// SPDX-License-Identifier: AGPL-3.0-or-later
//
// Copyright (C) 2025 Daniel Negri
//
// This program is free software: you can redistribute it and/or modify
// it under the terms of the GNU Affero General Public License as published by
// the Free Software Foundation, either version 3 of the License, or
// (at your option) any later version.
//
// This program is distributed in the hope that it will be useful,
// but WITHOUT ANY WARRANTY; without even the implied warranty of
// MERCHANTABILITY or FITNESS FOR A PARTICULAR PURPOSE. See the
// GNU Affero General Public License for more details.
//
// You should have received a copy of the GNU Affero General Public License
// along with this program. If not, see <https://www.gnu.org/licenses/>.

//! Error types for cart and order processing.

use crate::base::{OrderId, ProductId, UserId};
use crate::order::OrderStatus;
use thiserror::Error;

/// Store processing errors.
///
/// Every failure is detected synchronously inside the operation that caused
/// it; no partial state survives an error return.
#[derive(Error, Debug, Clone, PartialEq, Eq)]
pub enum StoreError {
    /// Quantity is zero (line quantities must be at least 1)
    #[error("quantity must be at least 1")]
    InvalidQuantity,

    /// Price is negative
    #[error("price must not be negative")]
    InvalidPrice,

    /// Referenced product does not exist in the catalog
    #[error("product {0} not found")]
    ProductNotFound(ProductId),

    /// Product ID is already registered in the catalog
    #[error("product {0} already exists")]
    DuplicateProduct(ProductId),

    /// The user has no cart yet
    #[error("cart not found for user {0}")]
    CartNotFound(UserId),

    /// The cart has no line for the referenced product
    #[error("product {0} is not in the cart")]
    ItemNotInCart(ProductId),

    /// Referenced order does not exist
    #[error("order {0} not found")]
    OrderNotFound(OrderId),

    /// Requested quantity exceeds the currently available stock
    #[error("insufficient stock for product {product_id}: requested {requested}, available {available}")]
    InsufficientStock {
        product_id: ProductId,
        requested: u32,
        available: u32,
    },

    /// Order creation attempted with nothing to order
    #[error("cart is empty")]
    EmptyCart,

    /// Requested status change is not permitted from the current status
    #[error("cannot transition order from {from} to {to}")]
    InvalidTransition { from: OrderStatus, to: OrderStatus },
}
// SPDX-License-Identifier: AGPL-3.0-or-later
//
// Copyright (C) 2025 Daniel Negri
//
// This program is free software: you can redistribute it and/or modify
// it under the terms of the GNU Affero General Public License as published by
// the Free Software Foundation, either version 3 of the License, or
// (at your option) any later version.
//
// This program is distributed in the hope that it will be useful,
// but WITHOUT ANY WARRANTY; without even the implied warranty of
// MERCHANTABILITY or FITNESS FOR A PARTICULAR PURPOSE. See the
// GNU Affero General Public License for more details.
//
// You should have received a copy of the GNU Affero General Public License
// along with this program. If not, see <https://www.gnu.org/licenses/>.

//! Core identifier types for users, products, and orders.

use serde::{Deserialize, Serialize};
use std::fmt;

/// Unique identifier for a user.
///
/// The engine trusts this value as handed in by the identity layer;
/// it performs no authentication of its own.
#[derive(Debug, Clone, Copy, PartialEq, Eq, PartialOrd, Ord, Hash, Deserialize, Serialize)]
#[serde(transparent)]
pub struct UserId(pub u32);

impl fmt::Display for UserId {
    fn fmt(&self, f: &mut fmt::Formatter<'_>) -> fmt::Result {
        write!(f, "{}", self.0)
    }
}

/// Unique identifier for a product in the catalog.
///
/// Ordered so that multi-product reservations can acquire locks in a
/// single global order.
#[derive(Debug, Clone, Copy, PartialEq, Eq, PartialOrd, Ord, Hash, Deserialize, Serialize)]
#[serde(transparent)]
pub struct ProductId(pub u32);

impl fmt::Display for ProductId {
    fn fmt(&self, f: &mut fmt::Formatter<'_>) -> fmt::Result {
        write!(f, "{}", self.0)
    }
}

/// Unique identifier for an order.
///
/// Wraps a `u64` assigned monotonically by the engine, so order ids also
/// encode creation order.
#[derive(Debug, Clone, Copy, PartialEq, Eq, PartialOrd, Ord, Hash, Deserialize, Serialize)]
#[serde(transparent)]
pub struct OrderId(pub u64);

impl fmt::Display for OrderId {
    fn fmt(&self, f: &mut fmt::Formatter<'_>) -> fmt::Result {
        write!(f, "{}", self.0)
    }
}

* * *

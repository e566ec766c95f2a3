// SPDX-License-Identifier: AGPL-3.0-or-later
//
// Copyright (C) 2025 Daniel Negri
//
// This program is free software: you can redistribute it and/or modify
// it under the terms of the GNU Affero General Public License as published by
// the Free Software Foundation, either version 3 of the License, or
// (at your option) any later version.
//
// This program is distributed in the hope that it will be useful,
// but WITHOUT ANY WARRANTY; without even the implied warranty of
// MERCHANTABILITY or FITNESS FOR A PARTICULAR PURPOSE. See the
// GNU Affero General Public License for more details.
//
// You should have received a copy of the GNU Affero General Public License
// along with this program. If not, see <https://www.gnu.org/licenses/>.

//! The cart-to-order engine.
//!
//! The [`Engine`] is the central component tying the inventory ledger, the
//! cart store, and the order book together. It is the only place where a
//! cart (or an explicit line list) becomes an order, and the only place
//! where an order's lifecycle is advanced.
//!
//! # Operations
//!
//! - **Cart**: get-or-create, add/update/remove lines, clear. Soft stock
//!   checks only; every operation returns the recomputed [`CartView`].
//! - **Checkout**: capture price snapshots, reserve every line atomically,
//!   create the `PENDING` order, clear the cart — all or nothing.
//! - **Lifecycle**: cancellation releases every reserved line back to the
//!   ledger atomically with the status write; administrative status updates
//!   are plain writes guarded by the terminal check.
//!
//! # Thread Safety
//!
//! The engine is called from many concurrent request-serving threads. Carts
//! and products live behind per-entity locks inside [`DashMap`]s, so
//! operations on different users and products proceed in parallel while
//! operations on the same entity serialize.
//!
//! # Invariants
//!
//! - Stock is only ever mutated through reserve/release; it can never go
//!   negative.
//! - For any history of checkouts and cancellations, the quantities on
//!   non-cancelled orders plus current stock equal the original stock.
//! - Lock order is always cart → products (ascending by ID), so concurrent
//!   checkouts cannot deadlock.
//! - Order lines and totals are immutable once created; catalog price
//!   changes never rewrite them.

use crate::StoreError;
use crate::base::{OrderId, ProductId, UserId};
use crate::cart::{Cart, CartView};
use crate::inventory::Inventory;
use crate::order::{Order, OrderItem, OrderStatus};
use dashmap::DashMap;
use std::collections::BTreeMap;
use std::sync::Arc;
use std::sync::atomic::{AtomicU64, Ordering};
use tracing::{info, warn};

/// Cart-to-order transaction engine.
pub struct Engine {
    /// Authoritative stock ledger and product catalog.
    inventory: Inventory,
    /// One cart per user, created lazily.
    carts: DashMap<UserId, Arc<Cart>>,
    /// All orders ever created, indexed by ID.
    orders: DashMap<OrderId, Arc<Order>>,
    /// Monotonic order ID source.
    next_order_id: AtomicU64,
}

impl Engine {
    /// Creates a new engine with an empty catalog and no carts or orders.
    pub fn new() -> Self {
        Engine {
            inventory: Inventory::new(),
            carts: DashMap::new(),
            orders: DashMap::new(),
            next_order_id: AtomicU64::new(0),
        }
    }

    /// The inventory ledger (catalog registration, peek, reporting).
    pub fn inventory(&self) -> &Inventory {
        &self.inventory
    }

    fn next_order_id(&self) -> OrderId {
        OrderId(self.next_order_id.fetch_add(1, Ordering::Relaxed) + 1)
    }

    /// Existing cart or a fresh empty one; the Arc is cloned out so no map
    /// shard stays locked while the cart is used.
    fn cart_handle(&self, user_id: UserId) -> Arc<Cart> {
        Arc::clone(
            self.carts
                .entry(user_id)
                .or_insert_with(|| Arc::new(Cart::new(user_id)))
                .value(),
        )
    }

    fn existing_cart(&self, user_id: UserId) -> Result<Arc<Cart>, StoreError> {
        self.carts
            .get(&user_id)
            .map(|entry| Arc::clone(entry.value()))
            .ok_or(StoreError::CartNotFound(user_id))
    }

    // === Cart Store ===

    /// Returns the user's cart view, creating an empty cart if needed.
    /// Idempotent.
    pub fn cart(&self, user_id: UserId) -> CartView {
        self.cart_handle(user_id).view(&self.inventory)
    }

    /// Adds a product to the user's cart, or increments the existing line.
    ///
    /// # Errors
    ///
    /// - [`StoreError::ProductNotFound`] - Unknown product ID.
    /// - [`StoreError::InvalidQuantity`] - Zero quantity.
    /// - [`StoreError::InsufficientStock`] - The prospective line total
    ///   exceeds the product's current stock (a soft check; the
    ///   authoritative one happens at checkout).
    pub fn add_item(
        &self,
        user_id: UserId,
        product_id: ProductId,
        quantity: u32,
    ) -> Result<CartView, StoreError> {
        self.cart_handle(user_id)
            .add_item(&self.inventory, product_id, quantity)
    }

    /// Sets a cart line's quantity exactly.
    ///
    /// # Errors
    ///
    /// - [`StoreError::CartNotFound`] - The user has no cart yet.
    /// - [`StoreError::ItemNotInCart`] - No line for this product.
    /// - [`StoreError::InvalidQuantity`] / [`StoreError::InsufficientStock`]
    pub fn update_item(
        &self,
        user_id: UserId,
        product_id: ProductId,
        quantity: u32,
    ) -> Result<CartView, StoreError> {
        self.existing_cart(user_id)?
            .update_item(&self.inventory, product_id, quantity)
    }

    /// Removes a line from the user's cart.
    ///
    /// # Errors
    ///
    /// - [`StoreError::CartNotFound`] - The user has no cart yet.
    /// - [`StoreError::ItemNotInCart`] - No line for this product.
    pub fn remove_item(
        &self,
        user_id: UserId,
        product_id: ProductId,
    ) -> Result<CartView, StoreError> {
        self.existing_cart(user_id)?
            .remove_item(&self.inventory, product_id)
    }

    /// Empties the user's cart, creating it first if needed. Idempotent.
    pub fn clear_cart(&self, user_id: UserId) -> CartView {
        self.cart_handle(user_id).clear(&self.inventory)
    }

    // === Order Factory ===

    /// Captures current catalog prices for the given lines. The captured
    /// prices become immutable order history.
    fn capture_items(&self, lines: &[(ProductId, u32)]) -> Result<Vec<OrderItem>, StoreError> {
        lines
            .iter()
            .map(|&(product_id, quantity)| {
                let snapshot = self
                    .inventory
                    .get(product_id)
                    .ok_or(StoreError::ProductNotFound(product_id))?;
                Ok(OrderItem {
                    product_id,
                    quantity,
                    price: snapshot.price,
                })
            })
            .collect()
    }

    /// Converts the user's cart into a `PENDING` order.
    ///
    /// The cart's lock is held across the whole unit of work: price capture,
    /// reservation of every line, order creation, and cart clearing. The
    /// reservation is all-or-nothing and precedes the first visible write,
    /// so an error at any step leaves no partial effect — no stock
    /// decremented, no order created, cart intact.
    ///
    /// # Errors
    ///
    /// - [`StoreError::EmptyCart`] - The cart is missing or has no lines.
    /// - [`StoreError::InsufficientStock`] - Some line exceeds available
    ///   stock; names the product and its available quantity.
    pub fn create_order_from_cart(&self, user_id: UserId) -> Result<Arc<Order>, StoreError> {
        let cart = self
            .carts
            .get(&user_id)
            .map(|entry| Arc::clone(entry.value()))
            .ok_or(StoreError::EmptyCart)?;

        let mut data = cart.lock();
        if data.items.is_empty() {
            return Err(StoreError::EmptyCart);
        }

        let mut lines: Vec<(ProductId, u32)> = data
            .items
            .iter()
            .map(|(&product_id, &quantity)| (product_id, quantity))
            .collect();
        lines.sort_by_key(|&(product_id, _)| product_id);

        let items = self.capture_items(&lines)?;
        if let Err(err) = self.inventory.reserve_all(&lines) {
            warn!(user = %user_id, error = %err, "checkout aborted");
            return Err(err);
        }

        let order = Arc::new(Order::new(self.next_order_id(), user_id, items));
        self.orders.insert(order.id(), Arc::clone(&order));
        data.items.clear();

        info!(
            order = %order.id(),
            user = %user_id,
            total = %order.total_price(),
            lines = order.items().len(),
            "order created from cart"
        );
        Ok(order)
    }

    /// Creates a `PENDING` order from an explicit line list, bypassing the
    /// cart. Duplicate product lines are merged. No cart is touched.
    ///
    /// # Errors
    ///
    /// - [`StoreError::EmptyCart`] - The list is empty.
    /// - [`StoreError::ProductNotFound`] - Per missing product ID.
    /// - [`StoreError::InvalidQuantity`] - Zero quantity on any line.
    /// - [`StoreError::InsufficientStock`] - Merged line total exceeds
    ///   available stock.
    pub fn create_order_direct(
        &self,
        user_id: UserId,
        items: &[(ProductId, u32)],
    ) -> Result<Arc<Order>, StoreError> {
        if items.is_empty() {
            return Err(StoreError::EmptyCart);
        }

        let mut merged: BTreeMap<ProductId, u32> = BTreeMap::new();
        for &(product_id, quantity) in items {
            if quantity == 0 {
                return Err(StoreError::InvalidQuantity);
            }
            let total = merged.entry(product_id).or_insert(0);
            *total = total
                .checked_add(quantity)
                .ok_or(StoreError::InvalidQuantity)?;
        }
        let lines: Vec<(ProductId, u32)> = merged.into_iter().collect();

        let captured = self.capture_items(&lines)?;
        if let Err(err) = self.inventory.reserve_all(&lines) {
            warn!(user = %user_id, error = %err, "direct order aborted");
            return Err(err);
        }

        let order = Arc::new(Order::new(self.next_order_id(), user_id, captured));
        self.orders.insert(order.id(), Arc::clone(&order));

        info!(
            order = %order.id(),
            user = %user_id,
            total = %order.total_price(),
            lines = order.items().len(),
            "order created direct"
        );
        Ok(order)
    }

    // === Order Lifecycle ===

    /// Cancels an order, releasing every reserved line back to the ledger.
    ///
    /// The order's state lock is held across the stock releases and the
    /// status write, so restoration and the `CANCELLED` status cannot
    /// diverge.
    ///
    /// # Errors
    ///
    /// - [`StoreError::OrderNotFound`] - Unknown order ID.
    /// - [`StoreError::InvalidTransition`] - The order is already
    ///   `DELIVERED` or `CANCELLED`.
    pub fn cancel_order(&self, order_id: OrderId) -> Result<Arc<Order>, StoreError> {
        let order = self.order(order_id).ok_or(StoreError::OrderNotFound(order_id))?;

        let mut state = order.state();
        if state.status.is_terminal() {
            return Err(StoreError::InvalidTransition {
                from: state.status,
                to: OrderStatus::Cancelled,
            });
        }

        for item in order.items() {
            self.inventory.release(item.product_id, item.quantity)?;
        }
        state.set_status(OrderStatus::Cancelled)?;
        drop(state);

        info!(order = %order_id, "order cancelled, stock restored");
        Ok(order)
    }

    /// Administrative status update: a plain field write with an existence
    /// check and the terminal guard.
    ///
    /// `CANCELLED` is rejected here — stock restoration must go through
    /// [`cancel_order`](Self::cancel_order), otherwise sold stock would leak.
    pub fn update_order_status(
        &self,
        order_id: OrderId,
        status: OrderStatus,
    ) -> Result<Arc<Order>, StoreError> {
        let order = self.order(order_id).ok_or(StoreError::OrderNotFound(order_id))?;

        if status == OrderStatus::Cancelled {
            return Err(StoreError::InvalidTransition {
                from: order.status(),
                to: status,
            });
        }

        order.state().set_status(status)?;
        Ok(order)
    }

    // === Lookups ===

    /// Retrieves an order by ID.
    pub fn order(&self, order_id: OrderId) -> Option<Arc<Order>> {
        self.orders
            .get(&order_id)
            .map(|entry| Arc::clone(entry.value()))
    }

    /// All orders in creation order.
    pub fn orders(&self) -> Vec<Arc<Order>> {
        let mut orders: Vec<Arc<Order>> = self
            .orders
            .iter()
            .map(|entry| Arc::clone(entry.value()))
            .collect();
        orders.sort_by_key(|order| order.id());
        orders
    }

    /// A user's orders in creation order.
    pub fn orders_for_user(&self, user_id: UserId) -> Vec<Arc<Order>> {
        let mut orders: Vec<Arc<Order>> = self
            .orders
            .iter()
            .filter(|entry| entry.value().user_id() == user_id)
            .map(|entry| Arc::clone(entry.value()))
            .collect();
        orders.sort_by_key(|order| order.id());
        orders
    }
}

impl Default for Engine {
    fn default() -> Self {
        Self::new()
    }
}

_WHAT YOU SHOULD DO_. Your answer should consist of the lines above that hold the word "crate".

_ANSWER TO THE PROBLEM_.
use crate::base::{OrderId, ProductId, UserId};
use crate::order::OrderStatus;
use crate::StoreError;
use crate::base::{OrderId, ProductId, UserId};
use crate::cart::{Cart, CartView};
use crate::inventory::Inventory;
use crate::order::{Order, OrderItem, OrderStatus};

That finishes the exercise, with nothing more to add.